2.1.1 Satellite-Based Cloud Observations
Satellite-based cloud observations, when measured quantitatively, can be divided into raw infrared brightness temperature or satellite-derived cloud measurements [CloudStudy]. Raw satellite brightness temperature acts as a proxy for cloud top height, which will be available both during day and night. Satellite-derived cloud measurements typically involve some form of brightness-based algorithm on multispectral images that can extrapolate variables such as cloud mask, cloud type, cloud height, etc. [eumetsat]. The apparent disadvantage of satellite-based cloud observations relates to the "top-view" approach, where we cannot accurately measure clouds’ vertical nature, especially in the presence of high cloud cover. Nevertheless, it is the only method that provides global coverage with high spatial and temporal resolution in near real-time.
Several geostationary weather satellite systems exist worldwide. In Europe, the current constellation is called Meteosat Second Generation (MSG), which is operated by ESA/EUMETSAT and covers Europe, Africa, and the Indian Ocean [eumetsat]. Outside Europe, other major constellations include GOES, which covers the Americas, and MTSAT for Australasia [CloudStudy]. Our dataset is made exclusively on the Meteosat satellites, but it could be extended for any other geostationary satellite system worldwide.
2.1.2 Model-Based Cloud Observations
Model-based clouds are measured using output from an NWP model. Two commonly used global NWP models are the European ECMWF atmospheric IFS model [ec] and the American GFS model [gfs]. The resolution varies between the two, but the ECMWF model offers the highest spatial resolution with 9x9 km grid spacing [ec]. As both models are global, they can be used interchangeably. The advantage of using NWP model output is that a physics-based simulation of the future exists, while the clear disadvantage is the coarse spatial resolution. Other NWP models also exist, which operate on a much finer spatial scale, but these are restricted to local areas, usually on a country-basis [cosmo, arome].

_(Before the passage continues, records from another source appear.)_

//! Entailment classification: the logical stance of evidence toward a claim.
//!
//! [`EntailmentClassifier`] is the seam the pipeline injects:
//! [`RemoteNliClassifier`] calls an NLI inference endpoint,
//! [`LexicalClassifier`] is a deterministic offline fallback used by tests
//! and the demo binary.

mod error;
pub mod lexical;
pub mod remote;


pub use error::EntailmentError;
pub use lexical::LexicalClassifier;
pub use remote::RemoteNliClassifier;

use async_trait::async_trait;
use serde::{Deserialize, Serialize};

/// Logical stance of a piece of evidence toward a claim.
#[derive(Debug, Clone, Copy, PartialEq, Eq, Hash, Serialize, Deserialize)]
#[serde(rename_all = "SCREAMING_SNAKE_CASE")]
pub enum Relation {
    /// The evidence supports the claim.
    Supports,
    /// The evidence contradicts the claim.
    Contradicts,
    /// The evidence neither supports nor contradicts the claim.
    Neutral,
}

impl Relation {
    /// Returns `true` for non-neutral relations.
    pub fn is_decisive(&self) -> bool {
        !matches!(self, Relation::Neutral)
    }
}

impl std::fmt::Display for Relation {
    fn fmt(&self, f: &mut std::fmt::Formatter<'_>) -> std::fmt::Result {
        match self {
            Relation::Supports => write!(f, "SUPPORTS"),
            Relation::Contradicts => write!(f, "CONTRADICTS"),
            Relation::Neutral => write!(f, "NEUTRAL"),
        }
    }
}

/// Classifies the relation between a claim and a piece of evidence text.
#[async_trait]
pub trait EntailmentClassifier: Send + Sync {
    /// Returns the relation label and a confidence in `[0, 1]`.
    async fn classify(
        &self,
        claim: &str,
        evidence: &str,
    ) -> Result<(Relation, f32), EntailmentError>;
}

Producing accurate and realistic video predictions in pixel-space is an open problem to date. Extrapolating frames in the near future can be done relatively accurately, but once the future sequence length grows, so does the inherent uncertainty of the predicted pixel values. Several approaches have been proposed for solving this complex and high-dimensional task such as spatiotemporal-transformer networks[sttn], generative adversarial networks (GANs) [futuregan, stochasticgan, cloudgan]

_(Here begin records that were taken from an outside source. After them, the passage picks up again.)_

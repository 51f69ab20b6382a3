//! Environment-backed configuration.
//!
//! Most settings have defaults. Override with `CLAIMLENS_*` environment variables.

pub mod error;


pub use error::ConfigError;

use std::env;
use std::path::PathBuf;
use std::time::Duration;

use crate::constants::{
    DEFAULT_EMBEDDING_DIM, DEFAULT_MEMO_CAPACITY, DEFAULT_PROVIDER_TIMEOUT_MS, DEFAULT_TOP_K,
};

/// Pipeline configuration loaded from environment variables.
///
/// Use [`Config::from_env`] to read `CLAIMLENS_*` overrides on top of defaults.
#[derive(Debug, Clone)]
pub struct Config {
    /// Path to a JSON corpus file. `None` runs on the built-in starter corpus.
    pub corpus_path: Option<PathBuf>,

    /// Number of corpus candidates retrieved per claim. Default: `5`.
    pub top_k: usize,

    /// Embedding vector dimension. Default: `384`.
    pub embedding_dim: usize,

    /// Text-embedding inference endpoint. `None` uses the hashing embedder.
    pub embed_url: Option<String>,

    /// NLI inference endpoint. `None` uses the lexical classifier.
    pub nli_url: Option<String>,

    /// Fact-check claim-search endpoint. `None` disables the provider.
    pub factcheck_url: Option<String>,

    /// API key for the fact-check endpoint.
    pub factcheck_api_key: Option<String>,

    /// Per-request timeout for classifier/provider calls, in milliseconds.
    pub provider_timeout_ms: u64,

    /// Capacity of the identical-claim memoization cache (`0` disables it).
    pub memo_capacity: u64,
}

impl Default for Config {
    fn default() -> Self {
        Self {
            corpus_path: None,
            top_k: DEFAULT_TOP_K,
            embedding_dim: DEFAULT_EMBEDDING_DIM,
            embed_url: None,
            nli_url: None,
            factcheck_url: None,
            factcheck_api_key: None,
            provider_timeout_ms: DEFAULT_PROVIDER_TIMEOUT_MS,
            memo_capacity: DEFAULT_MEMO_CAPACITY,
        }
    }
}

impl Config {
    const ENV_CORPUS_PATH: &'static str = "CLAIMLENS_CORPUS_PATH";
    const ENV_TOP_K: &'static str = "CLAIMLENS_TOP_K";
    const ENV_EMBEDDING_DIM: &'static str = "CLAIMLENS_EMBEDDING_DIM";
    const ENV_EMBED_URL: &'static str = "CLAIMLENS_EMBED_URL";
    const ENV_NLI_URL: &'static str = "CLAIMLENS_NLI_URL";
    const ENV_FACTCHECK_URL: &'static str = "CLAIMLENS_FACTCHECK_URL";
    const ENV_FACTCHECK_API_KEY: &'static str = "CLAIMLENS_FACTCHECK_API_KEY";
    const ENV_PROVIDER_TIMEOUT_MS: &'static str = "CLAIMLENS_PROVIDER_TIMEOUT_MS";
    const ENV_MEMO_CAPACITY: &'static str = "CLAIMLENS_MEMO_CAPACITY";

    /// Loads configuration from environment variables (falling back to defaults).
    pub fn from_env() -> Result<Self, ConfigError> {
        let defaults = Self::default();

        let corpus_path = Self::parse_optional_path_from_env(Self::ENV_CORPUS_PATH);
        let top_k = Self::parse_usize_from_env(Self::ENV_TOP_K, defaults.top_k)?;
        let embedding_dim =
            Self::parse_usize_from_env(Self::ENV_EMBEDDING_DIM, defaults.embedding_dim)?;
        let embed_url = Self::parse_optional_string_from_env(Self::ENV_EMBED_URL);
        let nli_url = Self::parse_optional_string_from_env(Self::ENV_NLI_URL);
        let factcheck_url = Self::parse_optional_string_from_env(Self::ENV_FACTCHECK_URL);
        let factcheck_api_key = Self::parse_optional_string_from_env(Self::ENV_FACTCHECK_API_KEY);
        let provider_timeout_ms = Self::parse_u64_from_env(
            Self::ENV_PROVIDER_TIMEOUT_MS,
            defaults.provider_timeout_ms,
        )?;
        let memo_capacity =
            Self::parse_u64_from_env(Self::ENV_MEMO_CAPACITY, defaults.memo_capacity)?;

        Ok(Self {
            corpus_path,
            top_k,
            embedding_dim,
            embed_url,
            nli_url,
            factcheck_url,
            factcheck_api_key,
            provider_timeout_ms,
            memo_capacity,
        })
    }

    /// Validates paths and basic invariants (does not touch the network).
    pub fn validate(&self) -> Result<(), ConfigError> {
        if let Some(ref path) = self.corpus_path {
            if !path.exists() {
                return Err(ConfigError::PathNotFound { path: path.clone() });
            }
            if !path.is_file() {
                return Err(ConfigError::NotAFile { path: path.clone() });
            }
        }

        if self.top_k == 0 {
            return Err(ConfigError::InvalidValue {
                var: Self::ENV_TOP_K,
                value: self.top_k.to_string(),
                reason: "must be at least 1",
            });
        }

        if self.embedding_dim == 0 {
            return Err(ConfigError::InvalidValue {
                var: Self::ENV_EMBEDDING_DIM,
                value: self.embedding_dim.to_string(),
                reason: "must be at least 1",
            });
        }

        if self.provider_timeout_ms == 0 {
            return Err(ConfigError::InvalidValue {
                var: Self::ENV_PROVIDER_TIMEOUT_MS,
                value: self.provider_timeout_ms.to_string(),
                reason: "must be at least 1",
            });
        }

        Ok(())
    }

    /// Returns the provider timeout as a [`Duration`].
    pub fn provider_timeout(&self) -> Duration {
        Duration::from_millis(self.provider_timeout_ms)
    }

    fn parse_optional_path_from_env(var_name: &str) -> Option<PathBuf> {
        env::var(var_name)
            .ok()
            .map(|v| v.trim().to_string())
            .filter(|v| !v.is_empty())
            .map(PathBuf::from)
    }

    fn parse_optional_string_from_env(var_name: &str) -> Option<String> {
        env::var(var_name)
            .ok()
            .map(|v| v.trim().to_string())
            .filter(|v| !v.is_empty())
    }

    fn parse_usize_from_env(var_name: &'static str, default: usize) -> Result<usize, ConfigError> {
        match env::var(var_name) {
            Ok(value) => value.parse().map_err(|e| ConfigError::IntParseError {
                var: var_name,
                value,
                source: e,
            }),
            Err(_) => Ok(default),
        }
    }

    fn parse_u64_from_env(var_name: &'static str, default: u64) -> Result<u64, ConfigError> {
        match env::var(var_name) {
            Ok(value) => value.parse().map_err(|e| ConfigError::IntParseError {
                var: var_name,
                value,
                source: e,
            }),
            Err(_) => Ok(default),
        }
    }
}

and recurrent-convolutional neural networks[eid3D, convlstm]. In the video prediction literature, the tasks are often governed by relatively simple physics, such as the Moving MNIST dataset [movingmnist]. However, for predicting atmospheric flow, the task becomes bound by much more complex physics. Therefore, our chosen methods focus on applications that have been explicitly applied for atmospheric forecasting, which will serve as the justification behind the chosen benchmark models for our dataset.
2.2.1 Convolutional- and Recurrent Neural Networks (ConvLSTM)
In 2015, the paper [convlstm]
introduced a method for combining convolutions into the inner workings of a long short-term memory (LSTM) model for video prediction. This method enabled the encoding and decoding of latent autoregressive spatiotemporal representations on radar images using backpropagation through time (BPTT)[goodfellow2016deep], which was then used to predict future radar images for precipitation forecasting. While the paper showed great promise and had a follow-up paper in 2017 [xingjian2017deep]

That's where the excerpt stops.